Return the number of lines below that contain "derive"; nothing else belongs in the reply.
**** AVAILABLE DATA ****
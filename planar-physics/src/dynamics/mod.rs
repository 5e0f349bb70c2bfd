// Copyright 2025 John Brosnihan
//
// Licensed under the Apache License, Version 2.0 (the "License");
// you may not use this file except in compliance with the License.
// You may obtain a copy of the License at
//
//     http://www.apache.org/licenses/LICENSE-2.0
//
// Unless required by applicable law or agreed to in writing, software
// distributed under the License is distributed on an "AS IS" BASIS,
// WITHOUT WARRANTIES OR CONDITIONS OF ANY KIND, either express or implied.
// See the License for the specific language governing permissions and
// limitations under the License.
//! Rigid bodies, the step pipeline and the world that owns them
//!
//! [`World`] owns every [`Body`] and joint, groups them into islands of
//! mutually constrained bodies every step, and solves each island with
//! sequential impulses followed by non-linear Gauss-Seidel position
//! correction.

mod body;
mod handle;
mod island;
mod settings;
mod world;

pub use body::{Body, BodyDef, BodyType, Sweep};
pub use handle::{BodyHandle, JointHandle};
pub use settings::{Settings, TimeStep};
pub use world::{StepReport, World};

pub(crate) use handle::{Arena, RawHandle};
impl BodyDef {
    /// Definition for a static body
    pub fn fixed() -> Self {
        BodyDef::default()
    }

    /// Definition for a kinematic body
    pub fn kinematic() -> Self {
        BodyDef {
            body_type: BodyType::Kinematic,
            ..BodyDef::default()
        }
    }

    /// Definition for a dynamic body with unit mass and unit inertia
    pub fn dynamic() -> Self {
        BodyDef {
            body_type: BodyType::Dynamic,
            mass: 1.0,
            inertia: 1.0,
            ..BodyDef::default()
        }
    }

    /// Set the world position
    pub fn with_position(mut self, position: Vec2) -> Self {
        self.position = position;
        self
    }

    /// Set the world angle
    pub fn with_angle(mut self, angle: f64) -> Self {
        self.angle = angle;
        self
    }

    /// Set the mass and rotational inertia about the center of mass
    pub fn with_mass(mut self, mass: f64, inertia: f64) -> Self {
        self.mass = mass;
        self.inertia = inertia;
        self
    }

    /// Set the local center of mass
    pub fn with_local_center(mut self, local_center: Vec2) -> Self {
        self.local_center = local_center;
        self
    }

    /// Set the initial velocities
    pub fn with_velocity(mut self, linear: Vec2, angular: f64) -> Self {
        self.linear_velocity = linear;
        self.angular_velocity = angular;
        self
    }

    /// Set the damping coefficients
    pub fn with_damping(mut self, linear: f64, angular: f64) -> Self {
        self.linear_damping = linear;
        self.angular_damping = angular;
        self
    }

    /// Set the gravity multiplier
    pub fn with_gravity_scale(mut self, scale: f64) -> Self {
        self.gravity_scale = scale;
        self
    }

    /// Lock rotation
    pub fn with_fixed_rotation(mut self, fixed: bool) -> Self {
        self.fixed_rotation = fixed;
        self
    }

    /// Check every field, returning a description of the first bad one
    pub fn validate(&self) -> Result<()> {
        let finite = self.position.is_valid()
            && self.angle.is_finite()
            && self.linear_velocity.is_valid()
            && self.angular_velocity.is_finite()
            && self.gravity_scale.is_finite()
            && self.local_center.is_valid();
        if !finite {
            return Err(PhysicsError::InvalidBodyDef(
                "position, angle, velocities, gravity scale and center must be finite".to_string(),
            ));
        }
        if !(self.linear_damping >= 0.0 && self.linear_damping.is_finite())
            || !(self.angular_damping >= 0.0 && self.angular_damping.is_finite())
        {
            return Err(PhysicsError::InvalidBodyDef(
                "damping must be non-negative and finite".to_string(),
            ));
        }
        if self.body_type == BodyType::Dynamic {
            if !(self.mass > 0.0 && self.mass.is_finite()) {
                return Err(PhysicsError::InvalidBodyDef(format!(
                    "dynamic body requires positive finite mass, got {}",
                    self.mass
                )));
            }
            if !(self.inertia >= 0.0 && self.inertia.is_finite()) {
                return Err(PhysicsError::InvalidBodyDef(format!(
                    "inertia must be non-negative and finite, got {}",
                    self.inertia
                )));
            }
        }
        Ok(())
    }
}
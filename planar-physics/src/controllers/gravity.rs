// Copyright 2025 John Brosnihan
//
// Licensed under the Apache License, Version 2.0 (the "License");
// you may not use this file except in compliance with the License.
// You may obtain a copy of the License at
//
//     http://www.apache.org/licenses/LICENSE-2.0
//
// Unless required by applicable law or agreed to in writing, software
// distributed under the License is distributed on an "AS IS" BASIS,
// WITHOUT WARRANTIES OR CONDITIONS OF ANY KIND, either express or implied.
// See the License for the specific language governing permissions and
// limitations under the License.
//! Attractor gravity
//!
//! Pulls every dynamic body towards a set of attractors: fixed points in
//! world space and other bodies. With distance `r` from a body of mass `m`
//! to an attractor of mass `M` (1 for points, the body mass for body
//! attractors), the force magnitude is
//!
//! - `strength * m * M * r / (r² + ε²)` for [`GravityFalloff::Linear`],
//! - `strength * m * M * r / (r² + ε²)^(3/2)` for
//!   [`GravityFalloff::InverseSquare`],
//!
//! where `ε` is the softening distance. With `ε = 0` these reduce to
//! `strength * m * M / r` and `strength * m * M / r²`. Attractors outside
//! `[min_radius, max_radius]` are ignored.
//!
//! # Parallel Computation
//!
//! Forces for all targets are computed from a snapshot of body state, on
//! the rayon pool when the `parallel` feature is on and there are enough
//! targets, and only then applied.

use std::any::Any;

use crate::controllers::api::{Controller, ControllerContext};
use crate::dynamics::BodyHandle;
use crate::error::{PhysicsError, Result};
use crate::math::Vec2;

#[cfg(feature = "parallel")]
use rayon::prelude::*;

/// Minimum number of target bodies before forces are computed in parallel
pub const DEFAULT_PARALLEL_THRESHOLD: usize = 256;

/// How attraction weakens with distance
#[derive(Debug, Clone, Copy, PartialEq, Eq, Default)]
pub enum GravityFalloff {
    /// Force proportional to `1 / r`
    Linear,
    /// Force proportional to `1 / r²`
    #[default]
    InverseSquare,
}

#[derive(Debug, Clone, Copy)]
struct Attractor {
    position: Vec2,
    mass: f64,
    body: Option<BodyHandle>,
}

#[derive(Debug, Clone, Copy)]
struct Target {
    handle: BodyHandle,
    center: Vec2,
    mass: f64,
}

/// Applies attraction towards points and bodies
#[derive(Debug, Clone)]
pub struct GravityController {
    strength: f64,
    falloff: GravityFalloff,
    min_radius: f64,
    max_radius: f64,
    softening: f64,
    points: Vec<Vec2>,
    sources: Vec<BodyHandle>,
    parallel_threshold: usize,
}

impl GravityController {
    /// Create a controller with the given strength and no attractors
    ///
    /// # Errors
    ///
    /// Returns [`PhysicsError::InvalidSettings`] if `strength` is not finite.
    pub fn new(strength: f64) -> Result<Self> {
        if !strength.is_finite() {
            return Err(PhysicsError::InvalidSettings(format!(
                "gravity strength must be finite, got {}",
                strength
            )));
        }
        Ok(GravityController {
            strength,
            falloff: GravityFalloff::default(),
            min_radius: 0.0,
            max_radius: f64::INFINITY,
            softening: 0.0,
            points: Vec::new(),
            sources: Vec::new(),
            parallel_threshold: DEFAULT_PARALLEL_THRESHOLD,
        })
    }

    /// Set the falloff law
    pub fn with_falloff(mut self, falloff: GravityFalloff) -> Self {
        self.falloff = falloff;
        self
    }

    /// Only attract bodies between `min` and `max` from an attractor
    ///
    /// # Errors
    ///
    /// Returns [`PhysicsError::InvalidSettings`] unless `0 <= min <= max`.
    pub fn with_radius_limits(mut self, min: f64, max: f64) -> Result<Self> {
        if !(min >= 0.0 && min <= max) {
            return Err(PhysicsError::InvalidSettings(format!(
                "gravity radius limits must satisfy 0 <= min <= max, got {}..{}",
                min, max
            )));
        }
        self.min_radius = min;
        self.max_radius = max;
        Ok(self)
    }

    /// Set the softening distance
    ///
    /// # Errors
    ///
    /// Returns [`PhysicsError::InvalidSettings`] if `softening` is negative or
    /// not finite.
    pub fn with_softening(mut self, softening: f64) -> Result<Self> {
        if !(softening >= 0.0 && softening.is_finite()) {
            return Err(PhysicsError::InvalidSettings(format!(
                "softening must be non-negative and finite, got {}",
                softening
            )));
        }
        self.softening = softening;
        Ok(self)
    }

    /// Set the number of targets from which forces are computed in parallel
    pub fn with_parallel_threshold(mut self, threshold: usize) -> Self {
        self.parallel_threshold = threshold;
        self
    }

    /// Add a fixed attractor of unit mass
    pub fn add_point(&mut self, point: Vec2) {
        self.points.push(point);
    }

    /// Make a body attract all others, weighted by its mass
    pub fn add_body(&mut self, body: BodyHandle) {
        if !self.sources.contains(&body) {
            self.sources.push(body);
        }
    }

    /// Stop a body from attracting others; returns whether it was a source
    pub fn remove_body(&mut self, body: BodyHandle) -> bool {
        let before = self.sources.len();
        self.sources.retain(|&h| h != body);
        self.sources.len() != before
    }

    /// Strength constant
    pub fn strength(&self) -> f64 {
        self.strength
    }

    /// Force on a body of `mass` at `center` from one attractor
    fn attraction(&self, center: Vec2, mass: f64, attractor: &Attractor) -> Option<Vec2> {
        let d = attractor.position - center;
        let r_squared = d.length_squared();
        if r_squared <= f64::EPSILON
            || r_squared < self.min_radius * self.min_radius
            || r_squared > self.max_radius * self.max_radius
        {
            return None;
        }

        let softened = r_squared + self.softening * self.softening;
        let scale = match self.falloff {
            GravityFalloff::Linear => self.strength * mass * attractor.mass / softened,
            GravityFalloff::InverseSquare => {
                self.strength * mass * attractor.mass / (softened * softened.sqrt())
            }
        };

        let force = scale * d;
        if force.is_valid() {
            Some(force)
        } else {
            log::warn!("gravity: non-finite force at {:?}, skipped", center);
            None
        }
    }

    fn total_force(&self, target: &Target, attractors: &[Attractor]) -> Vec2 {
        attractors
            .iter()
            .filter(|a| a.body != Some(target.handle))
            .filter_map(|a| self.attraction(target.center, target.mass, a))
            .fold(Vec2::ZERO, |sum, f| sum + f)
    }

    fn compute_forces(&self, targets: &[Target], attractors: &[Attractor]) -> Vec<Vec2> {
        #[cfg(feature = "parallel")]
        {
            if targets.len() >= self.parallel_threshold {
                return targets
                    .par_iter()
                    .map(|t| self.total_force(t, attractors))
                    .collect();
            }
        }

        targets
            .iter()
            .map(|t| self.total_force(t, attractors))
            .collect()
    }
}

impl Controller for GravityController {
    fn name(&self) -> &str {
        "gravity"
    }

    fn version(&self) -> &str {
        "1.0.0"
    }

    fn update(&mut self, context: &mut ControllerContext) -> std::result::Result<(), String> {
        let mut attractors: Vec<Attractor> = self
            .points
            .iter()
            .map(|&position| Attractor {
                position,
                mass: 1.0,
                body: None,
            })
            .collect();
        for &handle in &self.sources {
            if let Some(body) = context.body(handle) {
                attractors.push(Attractor {
                    position: body.world_center(),
                    mass: body.mass(),
                    body: Some(handle),
                });
            }
        }
        if attractors.is_empty() {
            return Ok(());
        }

        let targets: Vec<Target> = context
            .bodies()
            .filter(|(_, body)| body.is_dynamic())
            .map(|(handle, body)| Target {
                handle,
                center: body.world_center(),
                mass: body.mass(),
            })
            .collect();

        let forces = self.compute_forces(&targets, &attractors);
        for (target, force) in targets.iter().zip(forces) {
            if let Some(body) = context.body_mut(target.handle) {
                body.apply_force(force);
            }
        }

        Ok(())
    }

    fn as_any(&self) -> &dyn Any {
        self
    }

    fn as_any_mut(&mut self) -> &mut dyn Any {
        self
    }
}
****
## ANSWER TO THE PROBLEM
4